How Can You Identify Outliers in a Dataset?
Outliers are numbers that are much higher or lower than the rest of the dataset. They are the odd ones out! In this article, we will explain how you can find these outliers in a dataset using simple steps.
What are Outliers?
Outliers are numbers that are dramatically different from the dataset. If a group has most numbers between 10 and 20, one hundred is an outlier. Outliers can be very important because they might show something special, or they might be errors.
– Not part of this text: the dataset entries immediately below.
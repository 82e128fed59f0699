use rust_decimal::Decimal;
use serde::Deserialize;

use crate::model::{AccountId, AccountType, CustomerId};
use crate::validation::{
    check_amount_scale, check_description, check_id, FieldErrors, Ssn, Validate, NAME_LENGTH,
};

#[derive(Debug, Clone, Deserialize)]
pub struct CreateCustomer {
    pub name: String,
    pub ssn: u64,
}

impl Validate for CreateCustomer {
    fn validate(&self) -> Result<(), FieldErrors> {
        let mut errors = FieldErrors::new();
        if self.name.trim().is_empty() {
            errors.add("name", "Name required");
        } else if self.name.chars().count() > NAME_LENGTH {
            errors.add("name", format!("length must be at most {NAME_LENGTH}"));
        }
        if let Err(err) = Ssn::try_from(self.ssn) {
            errors.add("ssn", err.to_string());
        }
        errors.into_result()
    }
}

#[derive(Debug, Clone, Deserialize)]
#[serde(rename_all = "camelCase")]
pub struct CreateAccount {
    pub customer_id: CustomerId,
    #[serde(rename = "type")]
    pub account_type: AccountType,
}

impl Validate for CreateAccount {
    fn validate(&self) -> Result<(), FieldErrors> {
        let mut errors = FieldErrors::new();
        check_id(&mut errors, "customerId", self.customer_id, "Invalid customer ID");
        errors.into_result()
    }
}

#[derive(Debug, Clone, Deserialize)]
#[serde(rename_all = "camelCase")]
pub struct CreateDeposit {
    pub account_id: AccountId,
    pub customer_id: CustomerId,
    pub amount: Decimal,
    #[serde(default)]
    pub description: Option<String>,
}

#[derive(Debug, Clone, Deserialize)]
#[serde(rename_all = "camelCase")]
pub struct CreateWithdrawal {
    pub account_id: AccountId,
    pub customer_id: CustomerId,
    pub amount: Decimal,
    #[serde(default)]
    pub description: Option<String>,
}

#[derive(Debug, Clone, Deserialize)]
#[serde(rename_all = "camelCase")]
pub struct CreateTransfer {
    pub source_account_id: AccountId,
    pub customer_id: CustomerId,
    pub destination_account_id: AccountId,
    pub amount: Decimal,
    #[serde(default)]
    pub description: Option<String>,
}

fn validate_movement(
    account_id: AccountId,
    customer_id: CustomerId,
    amount: Decimal,
    description: Option<&str>,
) -> FieldErrors {
    let mut errors = FieldErrors::new();
    check_id(&mut errors, "accountId", account_id, "Invalid account ID");
    check_id(&mut errors, "customerId", customer_id, "Invalid customer ID");
    check_amount_scale(&mut errors, amount);
    check_description(&mut errors, description);
    errors
}

impl Validate for CreateDeposit {
    fn validate(&self) -> Result<(), FieldErrors> {
        validate_movement(
            self.account_id,
            self.customer_id,
            self.amount,
            self.description.as_deref(),
        )
        .into_result()
    }
}

impl Validate for CreateWithdrawal {
    fn validate(&self) -> Result<(), FieldErrors> {
        validate_movement(
            self.account_id,
            self.customer_id,
            self.amount,
            self.description.as_deref(),
        )
        .into_result()
    }
}

impl Validate for CreateTransfer {
    fn validate(&self) -> Result<(), FieldErrors> {
        let mut errors = validate_movement(
            self.source_account_id,
            self.customer_id,
            self.amount,
            self.description.as_deref(),
        );
        check_id(
            &mut errors,
            "destinationAccountId",
            self.destination_account_id,
            "Invalid transfer destination account ID",
        );
        errors.into_result()
    }
}

/// Any money-movement request the engine can process
#[derive(Debug, Clone)]
pub enum TransactionRequest {
    Deposit(CreateDeposit),
    Withdrawal(CreateWithdrawal),
    Transfer(CreateTransfer),
}
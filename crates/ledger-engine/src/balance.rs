use rust_decimal::Decimal;

use crate::error::LedgerResult;
use crate::model::AccountId;
use crate::store::LedgerStore;

/// Current balance of an account, read from its current transaction.
///
/// An account without transactions has a balance of exactly zero. History
/// is never summed.
pub trait BalanceResolver {
    fn current_balance(&self, account_id: AccountId) -> LedgerResult<Decimal>;
}

impl BalanceResolver for LedgerStore {
    fn current_balance(&self, account_id: AccountId) -> LedgerResult<Decimal> {
        Ok(self
            .current_transaction(account_id)?
            .map_or(Decimal::ZERO, |tx| tx.current_balance))
    }
}
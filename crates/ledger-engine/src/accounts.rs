use std::sync::Arc;

use tracing::warn;

use crate::balance::BalanceResolver;
use crate::error::{LedgerError, LedgerResult};
use crate::lookup::AccountLookup;
use crate::model::{Account, AccountId, AccountView, CustomerId};
use crate::request::CreateAccount;
use crate::store::LedgerStore;
use crate::validation::Validate;

#[derive(Debug, Clone)]
pub struct AccountService {
    store: Arc<LedgerStore>,
}

impl AccountService {
    pub const fn new(store: Arc<LedgerStore>) -> Self {
        Self { store }
    }

    pub fn create(&self, request: CreateAccount) -> LedgerResult<Account> {
        request.validate().map_err(LedgerError::Validation)?;
        self.store
            .insert_account(request.customer_id, request.account_type)
            .inspect_err(|err| warn!("Account rejected: {err}"))
    }

    pub fn exists(&self, account_id: AccountId) -> LedgerResult<bool> {
        self.store.exists(account_id)
    }

    pub fn find_by_id(&self, account_id: AccountId) -> LedgerResult<AccountView> {
        let account = self.store.find_by_id(account_id)?;
        self.view(account)
    }

    /// All accounts of a customer with their balances.
    pub fn find_by_customer(&self, customer_id: CustomerId) -> LedgerResult<Vec<AccountView>> {
        if self.store.customer(customer_id)?.is_none() {
            return Err(LedgerError::CustomerNotFound(customer_id));
        }
        let accounts = self.store.accounts_for_customer(customer_id)?;
        if accounts.is_empty() {
            return Err(LedgerError::NoAccountsForCustomer(customer_id));
        }
        accounts.into_iter().map(|account| self.view(account)).collect()
    }

    /// Every account in id order, with balances.
    pub fn find_all(&self) -> LedgerResult<Vec<AccountView>> {
        self.store
            .account_ids()?
            .into_iter()
            .map(|id| self.find_by_id(id))
            .collect()
    }

    fn view(&self, account: Account) -> LedgerResult<AccountView> {
        let balance = self.store.current_balance(account.id)?;
        Ok(AccountView { account, balance })
    }
}

#[cfg(test)]
mod tests {
    use super::*;
    use crate::error::ErrorCategory;
    use crate::model::AccountType;
    use crate::validation::Ssn;
    use rust_decimal::Decimal;

    #[test]
    fn accounts_are_listed_per_customer() {
        let store = Arc::new(LedgerStore::new());
        let service = AccountService::new(Arc::clone(&store));
        let owner = store
            .insert_customer("Ada".to_owned(), Ssn::try_from(123_45_6789).unwrap())
            .unwrap();

        let err = service.find_by_customer(owner.id).unwrap_err();
        assert!(matches!(err, LedgerError::NoAccountsForCustomer(id) if id == owner.id));
        assert_eq!(err.category(), ErrorCategory::NotFound);
        assert!(matches!(
            service.find_by_customer(owner.id + 1),
            Err(LedgerError::CustomerNotFound(_))
        ));

        let account = service
            .create(CreateAccount {
                customer_id: owner.id,
                account_type: AccountType::Savings,
            })
            .unwrap();
        let views = service.find_by_customer(owner.id).unwrap();
        assert_eq!(views.len(), 1);
        assert_eq!(views[0].account, account);
        assert_eq!(views[0].balance, Decimal::ZERO);
        assert_eq!(service.find_all().unwrap(), views);
        assert!(service.exists(account.id).unwrap());
    }

    #[test]
    fn create_rejects_unknown_customer() {
        let service = AccountService::new(Arc::new(LedgerStore::new()));
        let err = service
            .create(CreateAccount {
                customer_id: 8,
                account_type: AccountType::Checking,
            })
            .unwrap_err();
        assert!(matches!(err, LedgerError::CustomerNotFound(8)));

        let err = service
            .create(CreateAccount {
                customer_id: 0,
                account_type: AccountType::Checking,
            })
            .unwrap_err();
        assert!(matches!(err, LedgerError::Validation(_)));
    }
}
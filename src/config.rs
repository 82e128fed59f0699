use clap::Parser;
use std::path::{Path, PathBuf};

/// Trait for reading configuration parameters
pub trait Config {
    fn input_path(&self) -> &Path;
    fn history(&self) -> bool;
}

/// CLI configuration
#[derive(Parser, Debug)]
#[command(
    name = "bank-ledger",
    about = "Replays customer, account and money-movement operations from CSV against a fresh ledger",
    version
)]
pub struct CliConfig {
    /// Path to the input CSV file containing ledger operations
    #[arg(value_name = "INPUT_FILE")]
    input_file: PathBuf,

    /// Print every transaction instead of the final account balances
    #[arg(long)]
    history: bool,
}

impl Config for CliConfig {
    fn input_path(&self) -> &Path {
        &self.input_file
    }

    fn history(&self) -> bool {
        self.history
    }
}
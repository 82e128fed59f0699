use std::io::{Read, Write};

use anyhow::{anyhow, Context, Result};
use ledger_engine::model::{AccountId, AccountType, CustomerId};
use ledger_engine::request::{
    CreateAccount, CreateCustomer, CreateDeposit, CreateTransfer, CreateWithdrawal,
    TransactionRequest,
};
use ledger_engine::transaction::Transaction;
use ledger_engine::Ledger;
use rust_decimal::Decimal;
use serde::{Deserialize, Serialize};
use tracing::{info, warn};

#[derive(Debug, Clone, Copy, PartialEq, Eq, Deserialize)]
#[serde(rename_all = "lowercase")]
pub enum Operation {
    Customer,
    Account,
    Deposit,
    Withdrawal,
    Transfer,
}

/// One input line, columns unused by an operation are left empty
#[derive(Debug, Clone, Deserialize)]
pub struct OperationRow {
    pub op: Operation,
    pub customer: Option<CustomerId>,
    pub account: Option<AccountId>,
    pub destination: Option<AccountId>,
    #[serde(default, with = "rust_decimal::serde::str_option")]
    pub amount: Option<Decimal>,
    pub description: Option<String>,
    pub name: Option<String>,
    pub ssn: Option<u64>,
    pub account_type: Option<AccountType>,
}

impl OperationRow {
    fn customer(&self) -> Result<CustomerId> {
        self.customer
            .ok_or_else(|| anyhow!("{:?} requires customer", self.op))
    }

    fn account(&self) -> Result<AccountId> {
        self.account
            .ok_or_else(|| anyhow!("{:?} requires account", self.op))
    }

    fn amount(&self) -> Result<Decimal> {
        self.amount
            .ok_or_else(|| anyhow!("{:?} requires amount", self.op))
    }
}

#[derive(Debug, Serialize)]
pub struct AccountOutput {
    pub account: AccountId,
    pub customer: CustomerId,
    #[serde(rename = "type")]
    pub account_type: &'static str,
    pub balance: Decimal,
}

#[derive(Debug, Serialize)]
pub struct TransactionOutput {
    pub id: u64,
    pub account: AccountId,
    pub customer: CustomerId,
    #[serde(rename = "type")]
    pub kind: &'static str,
    pub role: Option<&'static str>,
    pub amount: Decimal,
    pub balance: Decimal,
    pub current: bool,
    pub description: Option<String>,
}

impl From<Transaction> for TransactionOutput {
    fn from(tx: Transaction) -> Self {
        Self {
            id: tx.id,
            account: tx.account_id,
            customer: tx.customer_id,
            kind: tx.kind.as_str(),
            role: tx.kind.transfer_role().map(|role| role.as_str()),
            amount: tx.amount,
            balance: tx.current_balance,
            current: tx.is_current,
            description: tx.description,
        }
    }
}

#[derive(Debug, Default, Clone, Copy, PartialEq, Eq)]
pub struct Summary {
    pub processed: usize,
    pub skipped: usize,
}

/// Applies every row of `input` to `ledger`; rejected rows are logged and skipped.
pub fn apply_operations<R: Read>(ledger: &Ledger, input: R) -> Result<Summary> {
    let mut reader = csv::ReaderBuilder::new()
        .trim(csv::Trim::All)
        .from_reader(input);

    let mut summary = Summary::default();

    for (index, result) in reader.deserialize().enumerate() {
        let line = index + 2;
        let row: OperationRow = match result {
            Ok(row) => row,
            Err(e) => {
                warn!("Failed to parse operation at line {line}: {e}");
                summary.skipped += 1;

                continue;
            }
        };

        if let Err(e) = apply(ledger, row) {
            warn!("Operation at line {line} rejected: {e}");
            summary.skipped += 1;
        } else {
            summary.processed += 1;
        }
    }

    info!(
        "Processed {} operations, skipped {} invalid operations",
        summary.processed, summary.skipped
    );

    Ok(summary)
}

fn apply(ledger: &Ledger, row: OperationRow) -> Result<()> {
    match row.op {
        Operation::Customer => {
            let request = CreateCustomer {
                name: row.name.clone().unwrap_or_default(),
                ssn: row.ssn.context("customer requires ssn")?,
            };
            ledger.customers().create(request)?;
        }
        Operation::Account => {
            let request = CreateAccount {
                customer_id: row.customer()?,
                account_type: row.account_type.context("account requires account_type")?,
            };
            ledger.accounts().create(request)?;
        }
        Operation::Deposit => {
            let request = CreateDeposit {
                account_id: row.account()?,
                customer_id: row.customer()?,
                amount: row.amount()?,
                description: row.description,
            };
            ledger
                .transactions()
                .process(TransactionRequest::Deposit(request))?;
        }
        Operation::Withdrawal => {
            let request = CreateWithdrawal {
                account_id: row.account()?,
                customer_id: row.customer()?,
                amount: row.amount()?,
                description: row.description,
            };
            ledger
                .transactions()
                .process(TransactionRequest::Withdrawal(request))?;
        }
        Operation::Transfer => {
            let request = CreateTransfer {
                source_account_id: row.account()?,
                customer_id: row.customer()?,
                destination_account_id: row.destination.context("transfer requires destination")?,
                amount: row.amount()?,
                description: row.description,
            };
            ledger
                .transactions()
                .process(TransactionRequest::Transfer(request))?;
        }
    }
    Ok(())
}

pub fn write_balances<W: Write>(ledger: &Ledger, output: W) -> Result<()> {
    let mut writer = csv::WriterBuilder::new().from_writer(output);

    for view in ledger.accounts().find_all()? {
        let output = AccountOutput {
            account: view.account.id,
            customer: view.account.customer_id(),
            account_type: view.account.account_type.as_str(),
            balance: view.balance,
        };
        writer
            .serialize(&output)
            .context("Failed to serialize account")?;
    }

    writer.flush().context("Failed to flush output")?;

    Ok(())
}

pub fn write_history<W: Write>(ledger: &Ledger, output: W) -> Result<()> {
    let mut writer = csv::WriterBuilder::new().from_writer(output);
    let store = ledger.store();

    for account_id in store.account_ids()? {
        for tx in store.transactions_for_account(account_id)? {
            writer
                .serialize(TransactionOutput::from(tx))
                .context("Failed to serialize transaction")?;
        }
    }

    writer.flush().context("Failed to flush output")?;

    Ok(())
}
How to identify outliers in a dataset
There are quite a few ways to identify outliers in a dataset. Let’s start with some of the most basic.
Plot the data
First of all, just look at the numbers in the data set. If you have a small enough set of numbers, you can glance through them to see if any number seems too big or too small compared to the others. This is probably the easiest way, but sometimes it may not work for large datasets.
Use a Box Plot
- A box plot is useful for finding outliers. A box plot shows the range of your data and the median (middle value). Outliers are numbers that fall significantly outside the boundaries of the plot’s “box”.
- The plot’s box indicates the location of the majority of the data. The lines—known as whiskers—represent the range of the data. If a number falls outside the distance from these whiskers, then it’s an outlier.
Find the interquartile range (IQR).
The interquartile range, or IQR, is the difference in ranges between the first quartile, Q1, and the third quartile, Q3. Here is how one may use the IQR formula to find an outlier:
- Step 1: Calculate Q1 and Q3
- Step 2: Find the IQR by subtracting Q1 from Q3 (IQR = Q3 – Q1).
- Step 3: Multiply the IQR by 1.5.
- Step 4: Determine the lower and upper bounds
o Lower bound = Q1 – (1.5 * IQR)
o Upper bound = Q3 + (1.5 * IQR)
- Step 5: Any data point below the lower bound or above the upper bound is an outlier.
Z-Score Method
- The Z-score indicates how many standard deviations away from the mean a number lies. The higher or lower the Z-score, the more that number is an outlier.
- To calculate the Z-score, subtract the mean from the number, then divide the result by the standard deviation. Any Z-score higher than 3 or lower than -3 generally represents an outlier.
Visualize the data
Sometimes, looking at the data in a graphical form like a scatter plot or histogram will help you find outliers. Normally, outliers look like points that are far from the rest of the data points. Visualizing the data is a quick way to spot these unusual numbers.
Why is it important to find outliers?
Identifying outliers is important because they can:
- Show mistakes in the data collection process.
- Indicate special events or important information.
- Are there any outliers that could skew the results of your analysis and require careful attention?
Conclusion
The methods mentioned above can assist you in identifying an outlier within a dataset. Examining the data, creating a box plot, performing an IQR calculation, or calculating the Z-score will undoubtedly aid in identifying the outlier. Now that you know how to find them, you can finally decide whether to include them, remove them, or conduct further investigation.